Fewer Americans Blame Poverty On The Poor

Is The Great Recession Changing The Way We Think About Poverty?
A Roman Catholic nun passes a homeless person sleeping under a blanket on a New York sidewalk, Tuesday, June 3, 2014. (AP Photo/Mark Lennihan)
A Roman Catholic nun passes a homeless person sleeping under a blanket on a New York sidewalk, Tuesday, June 3, 2014. (AP Photo/Mark Lennihan)

WASHINGTON -- Fewer Americans today blame poverty on the individual failings of poor people than they did in the 1990s, according to a new poll by NBC News and the Wall Street Journal.

Forty-four percent of Americans said poverty is caused by "people not doing enough," compared with 60 percent in response to the same question in 1995. In the more recent survey, 46 percent said poverty resulted from "circumstances beyond people's control," compared with 30 percent 19 years ago.

One possible explanation for the shift is that in the mid-1990s the U.S. economy was in the midst of its longest expansion since World War II, with a steadily falling unemployment rate. Today, the economy is experiencing one of the lamest recoveries of all time.

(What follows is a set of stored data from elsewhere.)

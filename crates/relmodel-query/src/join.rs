//! JOIN clauses and the include planner.
//!
//! The planner turns a list of [`Include`]s into JOIN clauses plus aliased
//! include columns. Included tables are aliased by their path from the main
//! model (`tasks`, `tasks->subtasks`) and their columns by `"<path>.<column>"`,
//! so the same target model can appear at several paths without collisions.
//!
//! Multi-valued includes carrying a per-parent `limit` cannot be joined
//! without breaking the limit; they are split off into
//! [`GroupedLimitPlan`]s instead.

use crate::grouped::GroupedLimitPlan;
use crate::options::Include;
use crate::where_clause::{Predicate, WhereCompiler};
use indexmap::IndexMap;
use relmodel_core::{
    Association, AssociationGraph, Dialect, Error, GroupedLimitStrategy, ModelDefinition, ModelId,
    Result,
};

/// Types of SQL joins used for includes.
#[derive(Debug, Clone, Copy, PartialEq, Eq)]
pub enum JoinType {
    Inner,
    LeftOuter,
}

impl JoinType {
    /// Get the SQL keyword for this join type.
    pub const fn as_str(&self) -> &'static str {
        match self {
            JoinType::Inner => "INNER JOIN",
            JoinType::LeftOuter => "LEFT OUTER JOIN",
        }
    }
}

/// A column qualified by a table name or alias.
#[derive(Debug, Clone, PartialEq, Eq)]
pub struct ColumnRef {
    pub qualifier: String,
    pub column: String,
}

impl ColumnRef {
    pub fn new(qualifier: impl Into<String>, column: impl Into<String>) -> Self {
        Self {
            qualifier: qualifier.into(),
            column: column.into(),
        }
    }

    pub fn to_sql(&self, dialect: Dialect) -> String {
        format!(
            "{}.{}",
            dialect.quote_identifiers(&self.qualifier),
            dialect.quote_identifier(&self.column)
        )
    }
}

/// A JOIN clause.
#[derive(Debug, Clone, PartialEq)]
pub struct Join {
    pub join_type: JoinType,
    /// Table to join, optionally schema-qualified
    pub table: String,
    pub alias: Option<String>,
    /// Column equalities making up the ON condition
    pub on: Vec<(ColumnRef, ColumnRef)>,
    /// Extra conditions, qualified with the alias (or table)
    pub condition: Predicate,
}

impl Join {
    pub fn new(join_type: JoinType, table: impl Into<String>) -> Self {
        Self {
            join_type,
            table: table.into(),
            alias: None,
            on: Vec::new(),
            condition: Predicate::empty(),
        }
    }

    /// Create an INNER JOIN.
    pub fn inner(table: impl Into<String>) -> Self {
        Self::new(JoinType::Inner, table)
    }

    /// Create a LEFT OUTER JOIN.
    pub fn left_outer(table: impl Into<String>) -> Self {
        Self::new(JoinType::LeftOuter, table)
    }

    pub fn alias(mut self, alias: impl Into<String>) -> Self {
        self.alias = Some(alias.into());
        self
    }

    /// Add `left = right` to the ON condition.
    pub fn on(mut self, left: ColumnRef, right: ColumnRef) -> Self {
        self.on.push((left, right));
        self
    }

    pub fn condition(mut self, predicate: Predicate) -> Self {
        self.condition = predicate;
        self
    }

    /// Name other clauses use to refer to the joined table.
    pub fn qualifier(&self) -> &str {
        self.alias.as_deref().unwrap_or(&self.table)
    }

    /// Render the clause without a leading space.
    pub fn to_sql(&self, compiler: &WhereCompiler) -> Result<String> {
        let dialect = compiler.dialect();
        let mut sql = format!(
            "{} {}",
            self.join_type.as_str(),
            dialect.quote_identifiers(&self.table)
        );
        if let Some(alias) = &self.alias {
            sql.push_str(" AS ");
            sql.push_str(&dialect.quote_identifier(alias));
        }

        let mut conditions: Vec<String> = self
            .on
            .iter()
            .map(|(left, right)| format!("{} = {}", left.to_sql(dialect), right.to_sql(dialect)))
            .collect();
        if let Some(extra) = compiler.compile(&self.condition, Some(self.qualifier()))? {
            conditions.push(extra);
        }
        if !conditions.is_empty() {
            sql.push_str(" ON ");
            sql.push_str(&conditions.join(" AND "));
        }
        Ok(sql)
    }
}

/// Where an aliased include column comes from.
#[derive(Debug, Clone, PartialEq, Eq)]
pub struct AliasedColumn {
    /// Include path, e.g. `tasks->subtasks`
    pub path: String,
    pub column: String,
}

/// Output of [`JoinPlanner::plan`].
#[derive(Debug, Clone, Default)]
pub struct JoinPlan {
    pub joins: Vec<Join>,
    /// Rendered `path.column AS "path.column"` select items
    pub attributes: Vec<String>,
    /// Column alias to its source
    pub alias_map: IndexMap<String, AliasedColumn>,
    /// Includes executed as separate per-parent-limited queries
    pub grouped: Vec<GroupedLimitPlan>,
    /// Whether any joined include can yield several rows per parent
    pub multiplies_rows: bool,
}

impl JoinPlan {
    /// All JOIN clauses, each with a leading space.
    pub fn joined_sql(&self, compiler: &WhereCompiler) -> Result<String> {
        let mut sql = String::new();
        for join in &self.joins {
            sql.push(' ');
            sql.push_str(&join.to_sql(compiler)?);
        }
        Ok(sql)
    }

    pub fn is_empty(&self) -> bool {
        self.joins.is_empty() && self.grouped.is_empty()
    }
}

/// Plans includes against a frozen association graph.
#[derive(Debug, Clone)]
pub struct JoinPlanner<'g> {
    graph: &'g AssociationGraph,
    dialect: Dialect,
    strategy: GroupedLimitStrategy,
}

impl<'g> JoinPlanner<'g> {
    pub fn new(graph: &'g AssociationGraph, dialect: Dialect) -> Self {
        Self {
            graph,
            dialect,
            strategy: GroupedLimitStrategy::Auto,
        }
    }

    /// Strategy used for per-parent limits.
    pub fn grouped_limit_strategy(mut self, strategy: GroupedLimitStrategy) -> Self {
        self.strategy = strategy;
        self
    }

    /// Plan `includes` on `model`, whose table is referred to as `main_alias`.
    pub fn plan(&self, model: ModelId, main_alias: &str, includes: &[Include]) -> Result<JoinPlan> {
        let mut plan = JoinPlan::default();
        for include in includes {
            self.plan_include(&mut plan, model, main_alias, None, include)?;
        }
        tracing::debug!(
            dialect = %self.dialect,
            joins = plan.joins.len(),
            grouped = plan.grouped.len(),
            "Planned includes"
        );
        Ok(plan)
    }

    fn plan_include(
        &self,
        plan: &mut JoinPlan,
        parent: ModelId,
        parent_alias: &str,
        parent_path: Option<&str>,
        include: &Include,
    ) -> Result<()> {
        let association = self.graph.require(parent, &include.association)?;
        let target = self.graph.model(association.target())?;
        let path = match parent_path {
            Some(parent_path) => format!("{parent_path}->{}", association.alias()),
            None => association.alias().to_string(),
        };

        if association.is_multi() && include.limit.is_some() {
            if parent_path.is_some() {
                return Err(Error::unsupported(
                    "a per-parent limit on a nested include",
                    self.dialect.name(),
                ));
            }
            if !include.include.is_empty() {
                return Err(Error::unsupported(
                    "nested includes under a per-parent limit",
                    self.dialect.name(),
                ));
            }
            plan.grouped.push(GroupedLimitPlan::new(
                self.graph,
                association,
                include,
                self.dialect,
                self.strategy,
            )?);
            return Ok(());
        }

        let join_type = if include.is_required() {
            JoinType::Inner
        } else {
            JoinType::LeftOuter
        };
        let target_table = table_ref(target);

        match association {
            Association::BelongsTo(belongs_to) => {
                plan.joins.push(
                    Join::new(join_type, target_table)
                        .alias(path.clone())
                        .on(
                            ColumnRef::new(parent_alias, &belongs_to.core.foreign_key_field),
                            ColumnRef::new(&path, &belongs_to.target_key_field),
                        )
                        .condition(include.where_clause.clone()),
                );
            }
            Association::HasOne(has) | Association::HasMany(has) => {
                plan.joins.push(
                    Join::new(join_type, target_table)
                        .alias(path.clone())
                        .on(
                            ColumnRef::new(parent_alias, &has.source_key_field),
                            ColumnRef::new(&path, &has.core.foreign_key_field),
                        )
                        .condition(include.where_clause.clone()),
                );
            }
            Association::BelongsToMany(many) => {
                let through = self.graph.model(many.through)?;
                let through_path = format!("{path}->{}", through.name);
                plan.joins.push(
                    Join::new(join_type, table_ref(through))
                        .alias(through_path.clone())
                        .on(
                            ColumnRef::new(parent_alias, &many.source_key_field),
                            ColumnRef::new(&through_path, &many.core.foreign_key_field),
                        ),
                );
                plan.joins.push(
                    Join::new(join_type, target_table)
                        .alias(path.clone())
                        .on(
                            ColumnRef::new(&path, &many.target_key_field),
                            ColumnRef::new(&through_path, &many.other_key_field),
                        )
                        .condition(include.where_clause.clone()),
                );
                for column in [&many.core.foreign_key_field, &many.other_key_field] {
                    self.push_attribute(plan, &through_path, column);
                }
            }
        }
        plan.multiplies_rows |= association.is_multi();

        for column in include_columns(target, include.attributes.as_deref()) {
            self.push_attribute(plan, &path, &column);
        }

        for nested in &include.include {
            self.plan_include(plan, association.target(), &path, Some(&path), nested)?;
        }
        Ok(())
    }

    fn push_attribute(&self, plan: &mut JoinPlan, path: &str, column: &str) {
        let alias = format!("{path}.{column}");
        plan.attributes.push(format!(
            "{} AS {}",
            ColumnRef::new(path, column).to_sql(self.dialect),
            self.dialect.quote_identifier(&alias)
        ));
        plan.alias_map.insert(
            alias,
            AliasedColumn {
                path: path.to_string(),
                column: column.to_string(),
            },
        );
    }
}

/// Table reference of a model, schema-qualified when it has one.
pub fn table_ref(model: &ModelDefinition) -> String {
    match &model.schema {
        Some(schema) => format!("{schema}.{}", model.table_name),
        None => model.table_name.clone(),
    }
}

/// Column names to select from an included model. Requested attributes are
/// mapped to their fields and the primary key is always kept.
pub(crate) fn include_columns(model: &ModelDefinition, attributes: Option<&[String]>) -> Vec<String> {
    let Some(attributes) = attributes else {
        return model.column_names().map(str::to_string).collect();
    };
    let mut columns: Vec<String> = model
        .primary_key_fields()
        .into_iter()
        .map(str::to_string)
        .collect();
    for attribute in attributes {
        let column = model.column_name(attribute).to_string();
        if !columns.contains(&column) {
            columns.push(column);
        }
    }
    columns
}
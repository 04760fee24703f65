//! Per-backend syntax and capability table.
//!
//! Every lexical difference between the supported databases is answered here:
//! identifier quoting, literal escaping, LIMIT/OFFSET shape and statement
//! capabilities. Generators branch on these answers and never on dialect
//! names directly.

use crate::error::{Error, Result};
use crate::value::Value;
use serde::{Deserialize, Serialize};
use std::fmt;
use std::str::FromStr;

/// SQL dialect for generating dialect-specific SQL.
#[derive(Debug, Clone, Copy, Default, PartialEq, Eq, Hash, Serialize, Deserialize)]
#[serde(rename_all = "lowercase")]
pub enum Dialect {
    /// MySQL / MariaDB family (backtick quoting, backslash escapes)
    #[serde(alias = "mariadb")]
    Mysql,
    /// PostgreSQL dialect (double-quote quoting, RETURNING support)
    #[default]
    #[serde(alias = "postgresql")]
    Postgres,
    /// SQLite dialect (backtick quoting, doubled-quote escapes)
    Sqlite,
}

/// Shape of the LIMIT/OFFSET fragment.
#[derive(Debug, Clone, Copy, PartialEq, Eq)]
pub enum LimitStyle {
    /// `LIMIT offset, count`
    OffsetComma,
    /// `LIMIT count OFFSET offset`
    LimitOffset,
}

/// How a DELETE honors a row limit.
#[derive(Debug, Clone, Copy, PartialEq, Eq)]
pub enum DeleteLimit {
    /// `DELETE ... LIMIT n`
    Native,
    /// `DELETE ... WHERE pk IN (SELECT pk ... LIMIT n)`
    PrimaryKeySubselect,
    /// DELETE has no limit; the request is dropped
    Ignored,
}

impl Dialect {
    /// All supported dialects.
    pub const ALL: [Dialect; 3] = [Dialect::Mysql, Dialect::Postgres, Dialect::Sqlite];

    /// Lowercase dialect name.
    pub const fn name(self) -> &'static str {
        match self {
            Dialect::Mysql => "mysql",
            Dialect::Postgres => "postgres",
            Dialect::Sqlite => "sqlite",
        }
    }

    /// Identifier quote character.
    pub const fn quote_char(self) -> char {
        match self {
            Dialect::Mysql | Dialect::Sqlite => '`',
            Dialect::Postgres => '"',
        }
    }

    /// Quote an identifier for this dialect.
    ///
    /// Embedded quote characters are doubled. Quoting is idempotent: an
    /// identifier already wrapped in this dialect's quotes is unwrapped first,
    /// so `quote(quote(x)) == quote(x)`.
    pub fn quote_identifier(self, name: &str) -> String {
        let q = self.quote_char();
        let bare = self.unquote_identifier(name);
        let escaped = bare.replace(q, &format!("{q}{q}"));
        format!("{q}{escaped}{q}")
    }

    /// Strip one level of this dialect's quoting, if present.
    pub fn unquote_identifier(self, name: &str) -> String {
        let q = self.quote_char();
        if name.len() >= 2 && name.starts_with(q) && name.ends_with(q) {
            name[1..name.len() - 1].replace(&format!("{q}{q}"), &q.to_string())
        } else {
            name.to_string()
        }
    }

    /// Quote a possibly qualified name (`schema.table`, `table.column`)
    /// segment by segment. A trailing `*` stays bare.
    pub fn quote_identifiers(self, dotted: &str) -> String {
        dotted
            .split('.')
            .map(|part| {
                if part == "*" {
                    part.to_string()
                } else {
                    self.quote_identifier(part)
                }
            })
            .collect::<Vec<_>>()
            .join(".")
    }

    /// Escape a string into a quoted SQL literal.
    pub fn escape_string(self, s: &str) -> String {
        match self {
            Dialect::Mysql => {
                let mut out = String::with_capacity(s.len() + 2);
                out.push('\'');
                for ch in s.chars() {
                    match ch {
                        '\0' => out.push_str("\\0"),
                        '\u{8}' => out.push_str("\\b"),
                        '\t' => out.push_str("\\t"),
                        '\n' => out.push_str("\\n"),
                        '\r' => out.push_str("\\r"),
                        '\u{1a}' => out.push_str("\\Z"),
                        '"' => out.push_str("\\\""),
                        '\'' => out.push_str("\\'"),
                        '\\' => out.push_str("\\\\"),
                        other => out.push(other),
                    }
                }
                out.push('\'');
                out
            }
            Dialect::Postgres | Dialect::Sqlite => format!("'{}'", s.replace('\'', "''")),
        }
    }

    /// Boolean literal.
    pub const fn bool_literal(self, value: bool) -> &'static str {
        match (self, value) {
            (Dialect::Postgres, true) => "true",
            (Dialect::Postgres, false) => "false",
            (Dialect::Mysql | Dialect::Sqlite, true) => "1",
            (Dialect::Mysql | Dialect::Sqlite, false) => "0",
        }
    }

    /// Render a value as an escaped SQL literal.
    pub fn escape(self, value: &Value) -> String {
        match value {
            Value::Null => "NULL".to_string(),
            Value::Bool(b) => self.bool_literal(*b).to_string(),
            Value::Int(i) => i.to_string(),
            Value::Float(f) if f.is_finite() => f.to_string(),
            Value::Float(f) => self.escape_string(&f.to_string()),
            Value::Decimal(d) => {
                if d.parse::<f64>().is_ok_and(f64::is_finite) {
                    d.clone()
                } else {
                    self.escape_string(d)
                }
            }
            Value::Text(s) => self.escape_string(s),
            Value::Bytes(bytes) => {
                let hex: String = bytes.iter().map(|b| format!("{b:02x}")).collect();
                match self {
                    Dialect::Postgres => format!("E'\\\\x{hex}'"),
                    Dialect::Mysql | Dialect::Sqlite => format!("X'{hex}'"),
                }
            }
            Value::Json(json) => self.escape_string(&json.to_string()),
            Value::Array(items) => items
                .iter()
                .map(|v| self.escape(v))
                .collect::<Vec<_>>()
                .join(","),
            Value::Default => "DEFAULT".to_string(),
            Value::Raw(sql) => sql.clone(),
        }
    }

    /// Shape of the LIMIT/OFFSET fragment.
    pub const fn limit_style(self) -> LimitStyle {
        match self {
            Dialect::Mysql | Dialect::Sqlite => LimitStyle::OffsetComma,
            Dialect::Postgres => LimitStyle::LimitOffset,
        }
    }

    /// Render the LIMIT/OFFSET fragment with a leading space, or an empty
    /// string when neither applies. A zero offset is treated as absent.
    pub fn limit_clause(self, limit: Option<u64>, offset: Option<u64>) -> String {
        let offset = offset.filter(|o| *o > 0);
        match self.limit_style() {
            LimitStyle::OffsetComma => match (limit, offset) {
                (Some(limit), Some(offset)) => format!(" LIMIT {offset}, {limit}"),
                (Some(limit), None) => format!(" LIMIT {limit}"),
                (None, Some(offset)) => {
                    // offset needs a count; use the dialect's "no limit" value
                    let unbounded = match self {
                        Dialect::Sqlite => "-1",
                        _ => "18446744073709551615",
                    };
                    format!(" LIMIT {offset}, {unbounded}")
                }
                (None, None) => String::new(),
            },
            LimitStyle::LimitOffset => {
                let mut out = String::new();
                if let Some(limit) = limit {
                    out.push_str(&format!(" LIMIT {limit}"));
                }
                if let Some(offset) = offset {
                    out.push_str(&format!(" OFFSET {offset}"));
                }
                out
            }
        }
    }

    /// Whether `INSERT/UPDATE ... RETURNING` is available.
    pub const fn supports_returning(self) -> bool {
        matches!(self, Dialect::Postgres)
    }

    /// How DELETE honors a row limit.
    pub const fn delete_limit(self) -> DeleteLimit {
        match self {
            Dialect::Mysql => DeleteLimit::Native,
            Dialect::Postgres => DeleteLimit::PrimaryKeySubselect,
            Dialect::Sqlite => DeleteLimit::Ignored,
        }
    }

    /// Whether CREATE TABLE takes `ENGINE=`/`CHARSET=` table options.
    pub const fn supports_table_options(self) -> bool {
        matches!(self, Dialect::Mysql)
    }

    /// Whether a `TRUNCATE` statement exists.
    pub const fn supports_truncate(self) -> bool {
        !matches!(self, Dialect::Sqlite)
    }

    /// Whether `ROW_NUMBER() OVER (PARTITION BY ...)` may be relied upon.
    pub const fn supports_window_functions(self) -> bool {
        matches!(self, Dialect::Postgres)
    }

    /// Operator token for regular-expression matching.
    pub const fn regexp_operator(self, negated: bool) -> &'static str {
        match (self, negated) {
            (Dialect::Postgres, false) => "~",
            (Dialect::Postgres, true) => "!~",
            (Dialect::Mysql | Dialect::Sqlite, false) => "REGEXP",
            (Dialect::Mysql | Dialect::Sqlite, true) => "NOT REGEXP",
        }
    }

    /// Keyword inserted after `INSERT` to skip duplicate rows.
    pub const fn insert_ignore_keyword(self) -> &'static str {
        match self {
            Dialect::Mysql => " IGNORE",
            Dialect::Sqlite => " OR IGNORE",
            Dialect::Postgres => "",
        }
    }

    /// Suffix appended to INSERT to skip duplicate rows.
    pub const fn insert_ignore_suffix(self) -> &'static str {
        match self {
            Dialect::Postgres => " ON CONFLICT DO NOTHING",
            Dialect::Mysql | Dialect::Sqlite => "",
        }
    }

    /// Values fragment for an INSERT with no columns.
    pub const fn empty_insert_values(self) -> &'static str {
        match self {
            Dialect::Mysql => " VALUES ()",
            Dialect::Postgres | Dialect::Sqlite => " DEFAULT VALUES",
        }
    }
}

impl fmt::Display for Dialect {
    fn fmt(&self, f: &mut fmt::Formatter<'_>) -> fmt::Result {
        f.write_str(self.name())
    }
}

impl FromStr for Dialect {
    type Err = Error;

    fn from_str(s: &str) -> Result<Self> {
        match s.to_ascii_lowercase().as_str() {
            "mysql" | "mariadb" => Ok(Dialect::Mysql),
            "postgres" | "postgresql" => Ok(Dialect::Postgres),
            "sqlite" => Ok(Dialect::Sqlite),
            other => Err(Error::Custom(format!("unknown dialect: {other}"))),
        }
    }
}
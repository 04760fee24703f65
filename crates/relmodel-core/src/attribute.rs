//! Attribute descriptors: one column of a model.

use crate::types::DataType;
use crate::value::Value;
use serde::{Deserialize, Serialize};

/// Referential action for foreign key constraints (ON DELETE / ON UPDATE).
#[derive(Debug, Clone, Copy, PartialEq, Eq, Default, Serialize, Deserialize)]
#[serde(rename_all = "SCREAMING_SNAKE_CASE")]
pub enum ReferentialAction {
    #[default]
    NoAction,
    Restrict,
    Cascade,
    SetNull,
    SetDefault,
}

impl ReferentialAction {
    /// Get the SQL representation of this action.
    pub const fn as_sql(&self) -> &'static str {
        match self {
            ReferentialAction::NoAction => "NO ACTION",
            ReferentialAction::Restrict => "RESTRICT",
            ReferentialAction::Cascade => "CASCADE",
            ReferentialAction::SetNull => "SET NULL",
            ReferentialAction::SetDefault => "SET DEFAULT",
        }
    }

    /// Parse a referential action (case-insensitive, spaces or underscores).
    pub fn from_str(s: &str) -> Option<Self> {
        match s.to_uppercase().replace('_', " ").as_str() {
            "NO ACTION" | "NOACTION" => Some(ReferentialAction::NoAction),
            "RESTRICT" => Some(ReferentialAction::Restrict),
            "CASCADE" => Some(ReferentialAction::Cascade),
            "SET NULL" | "SETNULL" => Some(ReferentialAction::SetNull),
            "SET DEFAULT" | "SETDEFAULT" => Some(ReferentialAction::SetDefault),
            _ => None,
        }
    }
}

/// Target of a foreign key.
#[derive(Debug, Clone, PartialEq, Eq, Serialize, Deserialize)]
pub struct References {
    /// Referenced table name
    pub table: String,
    /// Referenced column; the target's primary key when absent
    pub key: Option<String>,
}

impl References {
    pub fn new(table: impl Into<String>, key: impl Into<String>) -> Self {
        Self {
            table: table.into(),
            key: Some(key.into()),
        }
    }
}

/// Unique constraint participation.
#[derive(Debug, Clone, PartialEq, Eq, Serialize, Deserialize)]
pub enum UniqueKey {
    /// Single-column `UNIQUE`
    Unnamed,
    /// Member of a named, possibly composite, unique key
    Named(String),
}

/// Column metadata for one model attribute.
#[derive(Debug, Clone, PartialEq, Serialize, Deserialize)]
pub struct AttributeDescriptor {
    /// Attribute name as used by callers
    pub name: String,
    /// Column name in the database
    pub field: String,
    pub data_type: DataType,
    pub allow_null: bool,
    pub default_value: Option<Value>,
    pub unique: Option<UniqueKey>,
    pub primary_key: bool,
    pub auto_increment: bool,
    /// Primary key added implicitly because the model declared none
    pub auto_generated: bool,
    pub references: Option<References>,
    pub on_delete: Option<ReferentialAction>,
    pub on_update: Option<ReferentialAction>,
    pub comment: Option<String>,
}

impl AttributeDescriptor {
    /// Create a nullable attribute whose column shares its name.
    pub fn new(name: impl Into<String>, data_type: DataType) -> Self {
        let name = name.into();
        Self {
            field: name.clone(),
            name,
            data_type,
            allow_null: true,
            default_value: None,
            unique: None,
            primary_key: false,
            auto_increment: false,
            auto_generated: false,
            references: None,
            on_delete: None,
            on_update: None,
            comment: None,
        }
    }

    /// The implicit `id INTEGER` auto-increment primary key.
    pub fn generated_id() -> Self {
        let mut attr = Self::new("id", DataType::Integer)
            .primary_key()
            .auto_increment();
        attr.auto_generated = true;
        attr
    }

    /// Set the column name.
    pub fn field(mut self, field: impl Into<String>) -> Self {
        self.field = field.into();
        self
    }

    /// Mark as primary key; primary keys are never nullable.
    pub fn primary_key(mut self) -> Self {
        self.primary_key = true;
        self.allow_null = false;
        self
    }

    pub fn auto_increment(mut self) -> Self {
        self.auto_increment = true;
        self
    }

    pub fn not_null(mut self) -> Self {
        self.allow_null = false;
        self
    }

    pub fn allow_null(mut self, allow: bool) -> Self {
        self.allow_null = allow && !self.primary_key;
        self
    }

    pub fn default_value(mut self, value: impl Into<Value>) -> Self {
        self.default_value = Some(value.into());
        self
    }

    pub fn unique(mut self) -> Self {
        self.unique = Some(UniqueKey::Unnamed);
        self
    }

    /// Join a named composite unique key.
    pub fn unique_key(mut self, name: impl Into<String>) -> Self {
        self.unique = Some(UniqueKey::Named(name.into()));
        self
    }

    pub fn references(mut self, table: impl Into<String>, key: impl Into<String>) -> Self {
        self.references = Some(References::new(table, key));
        self
    }

    pub fn on_delete(mut self, action: ReferentialAction) -> Self {
        self.on_delete = Some(action);
        self
    }

    pub fn on_update(mut self, action: ReferentialAction) -> Self {
        self.on_update = Some(action);
        self
    }

    pub fn comment(mut self, comment: impl Into<String>) -> Self {
        self.comment = Some(comment.into());
        self
    }

    /// Name of the composite unique key this column belongs to, if any.
    pub fn unique_key_name(&self) -> Option<&str> {
        match &self.unique {
            Some(UniqueKey::Named(name)) => Some(name),
            _ => None,
        }
    }
}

A recent poll by HuffPost and YouGov yielded similar results. Forty-nine percent of poll respondents in April said the long-term jobless were trying to find jobs but couldn't, whereas 30 percent said unemployed people could find jobs if they wanted. People who said they had experienced unemployment were more likely to sympathize. Stubbornly high long-term unemployment has been a signature feature of the Great Recession and its aftermath. The latest government data show 17 million unemployed and underemployed Americans and 4.5 million job openings.

In the NBC polls from both 1995 and today, Democrats were more than twice as likely as Republicans to see poverty as the result of circumstances beyond individual people's control. The HuffPost / YouGov poll found a similar partisan divide.